Last week I posted about Lebanese belly dancer Johanna Fakhry appearance with Israeli heavy-metal band Orphaned Land.
Israel Hayom now reports that she has since received death threats. From the Lebanese side, of course.
A Lebanese belly dancer is facing death threats and cannot return to her homeland after embracing an Israeli musician at an international festival in France.
On June 19, Israeli heavy metal band Orphaned Land performed alongside Lebanese belly dancer Johanna Fakhri at the Hellfest music festival in the western French town of Clisson. At the end of their performance, the Lebanese dancer held up her country’s flag while Orphaned Land’s singer, Kobi Fahri, held up an Israeli flag. The two then hugged and clasped each other’s hands.

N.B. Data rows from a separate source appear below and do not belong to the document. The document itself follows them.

//! Token manager with silent renewal
//!
//! Manages the OAuth token lifecycle:
//! - Restore from the credential store at startup (refreshing if stale)
//! - Authorization code exchange after the consent popup
//! - Lazy refresh when a caller asks for a token that has expired
//! - Logout and forced invalidation after a provider 401
//!
//! Network failures and non-2xx answers are treated the same way: the caller
//! sees "not authenticated". There is no retry loop here.

use std::sync::Arc;
use std::time::Duration;

use tokio::sync::{Mutex, RwLock};
use tracing::{debug, info, warn};

use super::traits::{CredentialStore, CredentialStoreError, OAuthClientTrait};
use super::types::{TokenState, MIN_SKEW_BUFFER_MS};
use crate::time::{Clock, SystemClock};

/// Error type for token manager operations
#[derive(Debug)]
pub enum TokenManagerError {
    /// Credential store read or write failed
    Store(CredentialStoreError),
}

impl std::fmt::Display for TokenManagerError {
    fn fmt(&self, f: &mut std::fmt::Formatter<'_>) -> std::fmt::Result {
        match self {
            Self::Store(e) => write!(f, "Credential store error: {e}"),
        }
    }
}

impl std::error::Error for TokenManagerError {}

impl From<CredentialStoreError> for TokenManagerError {
    fn from(err: CredentialStoreError) -> Self {
        Self::Store(err)
    }
}

/// Owns the in-memory [`TokenState`] and mirrors it into a
/// [`CredentialStore`].
///
/// Refreshes are serialized: a caller that waited on an in-flight refresh
/// re-checks expiry and reuses its result.
pub struct TokenManager<C: OAuthClientTrait + 'static> {
    oauth_client: Arc<C>,
    store: Arc<dyn CredentialStore>,
    clock: Arc<dyn Clock>,
    state: RwLock<TokenState>,
    refresh_lock: Mutex<()>,
    skew_buffer_ms: i64,
}

impl<C: OAuthClientTrait + 'static> TokenManager<C> {
    /// Create a new token manager
    ///
    /// `skew_buffer` below 60 seconds is raised to 60 seconds.
    #[must_use]
    pub fn new(oauth_client: Arc<C>, store: Arc<dyn CredentialStore>, skew_buffer: Duration) -> Self {
        let skew_buffer_ms =
            i64::try_from(skew_buffer.as_millis()).unwrap_or(i64::MAX).max(MIN_SKEW_BUFFER_MS);
        Self {
            oauth_client,
            store,
            clock: Arc::new(SystemClock),
            state: RwLock::new(TokenState::default()),
            refresh_lock: Mutex::new(()),
            skew_buffer_ms,
        }
    }

    #[must_use]
    pub fn with_clock(mut self, clock: Arc<dyn Clock>) -> Self {
        self.clock = clock;
        self
    }

    #[must_use]
    pub fn oauth_client(&self) -> &Arc<C> {
        &self.oauth_client
    }

    fn now_ms(&self) -> i64 {
        self.clock.millis_since_epoch()
    }

    /// Load persisted credentials into memory.
    ///
    /// An expired token with a refresh token is renewed before returning. If
    /// that renewal fails every field is cleared and `Ok(None)` is returned.
    ///
    /// # Errors
    /// Returns error only when the credential store itself fails
    pub async fn restore(&self) -> Result<Option<TokenState>, TokenManagerError> {
        let Some(persisted) = self.store.load().await? else {
            debug!("No persisted credentials found");
            *self.state.write().await = TokenState::default();
            return Ok(None);
        };

        let restored = TokenState::from(persisted);
        let needs_refresh =
            restored.is_expired_at(self.now_ms()) && restored.refresh_token.is_some();
        *self.state.write().await = restored;

        if needs_refresh {
            info!("Persisted access token expired, refreshing");
            if !self.refresh().await {
                warn!("Refresh during restore failed, clearing credentials");
                self.clear().await?;
                return Ok(None);
            }
        }

        info!("Token manager restored persisted credentials");
        Ok(Some(self.state.read().await.clone()))
    }

    /// Access token that is safe to send right now.
    ///
    /// Returns the cached token while unexpired; otherwise attempts exactly
    /// one refresh. `None` means the caller has to log in.
    pub async fn get_valid_access_token(&self) -> Option<String> {
        if let Some(token) = self.unexpired_access_token().await {
            return Some(token);
        }

        let _guard = self.refresh_lock.lock().await;
        // A concurrent caller may have refreshed while we waited.
        if let Some(token) = self.unexpired_access_token().await {
            return Some(token);
        }

        if self.refresh_locked().await {
            self.state.read().await.access_token.clone()
        } else {
            None
        }
    }

    async fn unexpired_access_token(&self) -> Option<String> {
        let now = self.now_ms();
        self.state.read().await.valid_access_token(now).map(str::to_string)
    }

    /// Exchange a one-time authorization code for tokens and persist them.
    ///
    /// Returns `None` without touching state when the exchange or the write
    /// to the credential store fails.
    pub async fn complete_authorization_code(
        &self,
        code: &str,
        redirect_uri: &str,
    ) -> Option<String> {
        let response = match self.oauth_client.exchange_code(code, redirect_uri).await {
            Ok(response) => response,
            Err(e) => {
                warn!(error = %e, "Authorization code exchange failed");
                return None;
            }
        };

        let next = TokenState::from_response(&response, None, self.now_ms(), self.skew_buffer_ms);
        if let Err(e) = self.persist(&next).await {
            warn!(error = %e, "Failed to persist exchanged tokens");
            return None;
        }

        let access_token = next.access_token.clone();
        *self.state.write().await = next;
        info!(expires_in = response.expires_in, "Authorization code exchanged");
        access_token
    }

    /// Renew the access token with the stored refresh token.
    ///
    /// Returns `false` and leaves state untouched on any failure.
    pub async fn refresh(&self) -> bool {
        let _guard = self.refresh_lock.lock().await;
        self.refresh_locked().await
    }

    /// Caller must hold `refresh_lock`.
    async fn refresh_locked(&self) -> bool {
        let Some(refresh_token) = self.state.read().await.refresh_token.clone() else {
            debug!("No refresh token available");
            return false;
        };

        let response = match self.oauth_client.refresh(&refresh_token).await {
            Ok(response) => response,
            Err(e) => {
                warn!(error = %e, "Token refresh failed");
                return false;
            }
        };

        let rotated = response.refresh_token.is_some();
        let next = TokenState::from_response(
            &response,
            Some(refresh_token),
            self.now_ms(),
            self.skew_buffer_ms,
        );
        if let Err(e) = self.persist(&next).await {
            warn!(error = %e, "Failed to persist refreshed tokens");
            return false;
        }

        *self.state.write().await = next;
        info!(rotated_refresh_token = rotated, "Successfully refreshed access token");
        true
    }

    /// Wipe memory and all persisted fields (logout).
    ///
    /// Waits for an in-flight refresh, so its result cannot be written back
    /// after the wipe.
    ///
    /// # Errors
    /// Returns error if the credential store delete fails; memory is wiped
    /// regardless
    pub async fn clear(&self) -> Result<(), TokenManagerError> {
        let _guard = self.refresh_lock.lock().await;
        *self.state.write().await = TokenState::default();
        self.store.clear().await?;
        info!("Tokens cleared (logged out)");
        Ok(())
    }

    /// Mark `rejected` expired so the next
    /// [`get_valid_access_token`](Self::get_valid_access_token) renews it.
    ///
    /// A no-op when the cached token is no longer `rejected`, e.g. after a
    /// concurrent refresh already replaced it.
    pub async fn invalidate_access_token(&self, rejected: &str) {
        let _guard = self.refresh_lock.lock().await;
        let now = self.now_ms();
        let snapshot = {
            let mut state = self.state.write().await;
            if state.access_token.as_deref() != Some(rejected) {
                debug!("Rejected token already replaced, nothing to invalidate");
                return;
            }
            state.expires_at_epoch_ms = Some(now);
            state.clone()
        };

        if let Err(e) = self.persist(&snapshot).await {
            warn!(error = %e, "Failed to persist invalidated token");
        }
        info!("Access token invalidated");
    }

    async fn persist(&self, state: &TokenState) -> Result<(), CredentialStoreError> {
        match state.to_persisted() {
            Some(credentials) => self.store.save(&credentials).await,
            None => Ok(()),
        }
    }

    /// Whether an access token is held (expired or not).
    pub async fn is_authenticated(&self) -> bool {
        self.state.read().await.access_token.is_some()
    }

    /// Seconds until the cached token counts as expired.
    pub async fn seconds_until_expiry(&self) -> Option<i64> {
        let now = self.now_ms();
        self.state.read().await.seconds_until_expiry(now)
    }

    /// Copy of the current state.
    pub async fn snapshot(&self) -> TokenState {
        self.state.read().await.clone()
    }

    #[must_use]
    pub fn skew_buffer_ms(&self) -> i64 {
        self.skew_buffer_ms
    }
}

Israel and Lebanon are technically at war and it is illegal under Lebanese law for any citizen to have public interactions with an Israeli. Media outlets around the world carried the image of Fakhri and Fahri brandishing their national flags, prompting a seething Hezbollah to declare Fakhri a traitor and issue a death warrant for her. The dancer has since been hiding out in France, fearing for her life if she returns to her homeland.
The threats against Fakhri have now spread from Lebanon. Last week, the French Muslim party PMF, which is closely tied to Hezbollah, carried a quote from Hezbollah on its website, declaring Fakhri “a traitor who collaborates with the Zionist enemy.”
In response, Fakhri released a statement calling her appearance with Fahri an act of peace.
“I know that politics, religion or other matters, moreover foreign ones, don’t hold an important place in a festival, but music is a tool for expression, and has to bring messages, history and legacy,” she wrote. “This way, I wanted to take this opportunity so rare in history — seeing on stage an Israeli group and a Lebanese dancer — to say that beyond the artistic exchange and our collaboration for the love of art, we were willing to make it a symbol of peace. And these two flags that we held as high as the fist can rise transcend all these years of war and suffering.”
Orphaned Land publicist Eitan Levi attributed Hezbollah’s rage to the popularity the band enjoys among Arab and Muslim listeners.
Fahri said he hoped the embrace was the first of many peace gestures.
“The past and history are just too bloody and tragic,” Fahri said. “And If Johanna and I can live as brother and sister — even our last names, Fakhri and Fahri, are similar — as friends and neighbors, then why shouldn’t we influence our nations to do the same?”
Fahri said he had spoken to Fakhri and had invited her to Israel. “I hope she will come,” he said. “[Musicians] have no enemies. Music has no borders and no army. We will continue to have concerts and sing the language of peace.”
This should tell you much about who wants peace…and who doesn’t.